Sum up, α-CD has following application prospect in foodstuffs industry: (1) makes by water-insoluble or the low compound of solubleness the encapsulation compound that water solubility is high; (2) compound that makes to seal has satisfactory stability (as protected look, protect fragrant, heat-resisting, acidproof, hydrolysis, anti-oxidant, volatilization prevention etc.); (3) shielding effect (covering unhappy smell and bitter taste in food); (4) remove unwanted composition (as caffeine, cholesterol etc.) in food; (5) there is emulsification, foaming effect, can make emulsifying agent and whipping agent; (6) liquid, oily, volatile material are solidified.
At present, the biggest obstacle of α-CD development and application is to lack to have the zymin that high alpha-cylodextrin transforms vigor, makes the cost and price of this product exceed three times of β-CD, has limited its large-scale application.
The generation of α-CD, is mainly to take starch as raw material, through the glycosyl transformation of cyclodextrine Transglucosylase (cyclodextrin glucano-transferase is called for short CGTases).The specificity of CGTases is lower, in most of the cases produces tri-kinds of products of α-CD, β-CD and γ-CD simultaneously.Three kinds of proportion of products differences that adopt different CGTases to produce, the main converted product of existing CGTases is β-CD, also produces a certain amount of α-and γ-CD simultaneously.Existing research direction is mainly two aspects: the first is sought catalytic effect better or the higher enzyme of specificity from natural resources; Thereby it two is existing zymoprotein to be carried out to directional transformation obtain the better or higher enzyme of specificity of catalytic effect.
Summary of the invention
The object of this invention is to provide one group of cyclodextrine Transglucosylase and encoding gene and application.
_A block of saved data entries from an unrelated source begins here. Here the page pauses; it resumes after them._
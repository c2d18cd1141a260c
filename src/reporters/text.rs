//! Text (terminal) reporter with colors and formatting

use crate::alerts::AlertSeverity;
use crate::models::{HistoryEntry, RiskLevel};
use crate::service::AuditOutcome;
use crate::summary::{format_currency, SessionSummary};

/// Risk level colors (ANSI escape codes)
fn level_color(level: RiskLevel) -> &'static str {
    match level {
        RiskLevel::Critical => "\x1b[31m", // Red
        RiskLevel::High => "\x1b[91m",     // Light red
        RiskLevel::Medium => "\x1b[33m",   // Yellow
        RiskLevel::Low => "\x1b[32m",      // Green
    }
}

fn alert_color(severity: AlertSeverity) -> &'static str {
    match severity {
        AlertSeverity::Critical => "\x1b[31m",
        AlertSeverity::Warning => "\x1b[33m",
        AlertSeverity::Info => "\x1b[34m",
    }
}

const RESET: &str = "\x1b[0m";
const BOLD: &str = "\x1b[1m";
const DIM: &str = "\x1b[2m";

fn push_entry(out: &mut String, entry: &HistoryEntry) {
    let input = &entry.input;
    let analysis = &entry.analysis;
    let level_c = level_color(analysis.level);

    out.push_str(&format!("\n{BOLD}Audit {}{RESET}\n", entry.id));
    out.push_str(&format!("{DIM}──────────────────────────────────────{RESET}\n"));
    out.push_str(&format!(
        "Score: {BOLD}{}/100{RESET}  Level: {level_c}{BOLD}{}{RESET}\n",
        analysis.score, analysis.level
    ));
    out.push_str(&format!(
        "Entity: {} ({})  Sector: {}  Amount: {}\n",
        input.entity_name,
        input.entity_id,
        input.category.title(),
        format_currency(input.amount)
    ));
    if let Some(approval) = &entry.approval {
        let flag = if approval.threshold_warning {
            format!("  \x1b[31mthreshold warning{RESET}")
        } else {
            String::new()
        };
        out.push_str(&format!(
            "Approved by: {} ({}), approval #{}{}\n",
            approval.approver_name, approval.approver_dept, approval.approval_count, flag
        ));
    }
}

fn push_factors(out: &mut String, entry: &HistoryEntry, contributions: Option<&[f64]>) {
    out.push_str(&format!("\n{BOLD}FACTORS{RESET} ({})\n", entry.analysis.factors.len()));
    if entry.analysis.factors.is_empty() {
        out.push_str(&format!("  {DIM}No anomaly signals{RESET}\n"));
        return;
    }
    for (i, factor) in entry.analysis.factors.iter().enumerate() {
        match contributions.and_then(|c| c.get(i)) {
            Some(points) => out.push_str(&format!("  {DIM}+{:>4.1}{RESET}  {}\n", points, factor)),
            None => out.push_str(&format!("  - {}\n", factor)),
        }
    }
}

/// Render submission outcomes as formatted terminal output
pub fn render_outcomes(outcomes: &[AuditOutcome]) -> String {
    let mut out = String::new();

    for outcome in outcomes {
        let contributions: Vec<f64> = outcome.signals.iter().map(|s| s.contribution).collect();
        push_entry(&mut out, &outcome.entry);
        push_factors(&mut out, &outcome.entry, Some(&contributions));

        if !outcome.alerts.is_empty() {
            out.push_str(&format!("\n{BOLD}ALERTS{RESET}\n"));
            for alert in &outcome.alerts {
                let c = alert_color(alert.severity);
                out.push_str(&format!(
                    "  {c}[{}]{RESET} {BOLD}{}{RESET}\n        {}\n",
                    alert.severity, alert.title, alert.message
                ));
            }
        }
    }

    out
}

/// Render a stored entry
pub fn render_entry(entry: &HistoryEntry) -> String {
    let mut out = String::new();
    push_entry(&mut out, entry);
    push_factors(&mut out, entry, None);
    out
}

/// Render the session dashboard
pub fn render_summary(summary: &SessionSummary) -> String {
    let mut out = String::new();

    out.push_str(&format!("\n{BOLD}Session Summary{RESET}\n"));
    out.push_str(&format!("{DIM}──────────────────────────────────────{RESET}\n"));
    out.push_str(&format!(
        "Total audited: {BOLD}{}{RESET}  Reports: {}\n",
        format_currency(summary.total_audited),
        summary.report_count
    ));
    out.push_str(&format!(
        "High risk flagged: \x1b[31m{}{RESET} ({} cases)\n\n",
        format_currency(summary.high_risk_amount),
        summary.high_risk_count
    ));

    out.push_str(&format!("{DIM}  SECTOR                              REPORTS  AVG SCORE{RESET}\n"));
    for stat in &summary.by_category {
        let c = level_color(RiskLevel::from_score(stat.average_score));
        out.push_str(&format!(
            "  {:<36}{:>7}  {c}{:>9}{RESET}\n",
            stat.title, stat.reports, stat.average_score
        ));
    }

    out
}
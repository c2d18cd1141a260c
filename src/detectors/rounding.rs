//! Rounding Detector
//!
//! Perfectly round amounts are disproportionately likely to be entered
//! by hand. A weak prior that applies regardless of history.

use crate::config::EngineConfig;
use crate::detectors::base::{Detector, ScoringContext, Signal};

const NAME: &str = "rounding";

pub struct RoundingDetector {
    unit: f64,
    weight: f64,
}

impl RoundingDetector {
    pub fn new() -> Self {
        Self {
            unit: 1000.0,
            weight: 15.0,
        }
    }

    pub fn from_config(config: &EngineConfig) -> Self {
        let defaults = Self::new();
        Self {
            unit: config.threshold_f64(NAME, "unit", defaults.unit),
            weight: config.threshold_f64(NAME, "weight", defaults.weight),
        }
    }
}

impl Default for RoundingDetector {
    fn default() -> Self {
        Self::new()
    }
}

impl Detector for RoundingDetector {
    fn name(&self) -> &'static str {
        NAME
    }

    fn description(&self) -> &'static str {
        "Detects suspiciously round amounts"
    }

    fn category(&self) -> &'static str {
        "heuristic"
    }

    fn evaluate(&self, ctx: &ScoringContext<'_>) -> Option<Signal> {
        let amount = ctx.amount();
        if self.unit <= 0.0 || amount <= 0.0 || amount % self.unit != 0.0 {
            return None;
        }

        Some(Signal::new(
            NAME,
            self.weight,
            "Heuristic warning: perfectly rounded amounts are statistically significant markers for manually inflated entries.",
        ))
    }
}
Cyclodextrine Transglucosylase provided by the invention, from soft rotten genus bacillus (Bacillus macerans), is that protein shown in the sequence of sequence table 1 is carried out to following (a) and (b), (c) and (d) four protein that sudden change obtains:
(a) sequence of sequence table 1 is sported to three continuous Histidines from N-terminal the 167th amino acids residue by tyrosine
(b) sequence of sequence table 1 is sported to three continuous Histidines from N-terminal the 167th amino acids residue by tyrosine, the 195th amino acids residue is sported to phenylalanine by tyrosine simultaneously;
(c) sequence of sequence table 1 is sported to arginine from N-terminal the 89th amino acids residue by tyrosine, the 167th amino acids residue is sported to three continuous Histidines by tyrosine simultaneously, and the 195th amino acids residue is sported to phenylalanine by tyrosine.
(d) sequence of sequence table 1 is sported to arginine from N-terminal the 89th amino acids residue by tyrosine, the 167th amino acids residue is sported to three continuous Histidines by tyrosine simultaneously, by the 180th amino acids residue, by glycine mutation, be leucine simultaneously, and the 195th amino acids residue is sported to phenylalanine by tyrosine.
The gene of code for said proteins also belongs to protection scope of the present invention.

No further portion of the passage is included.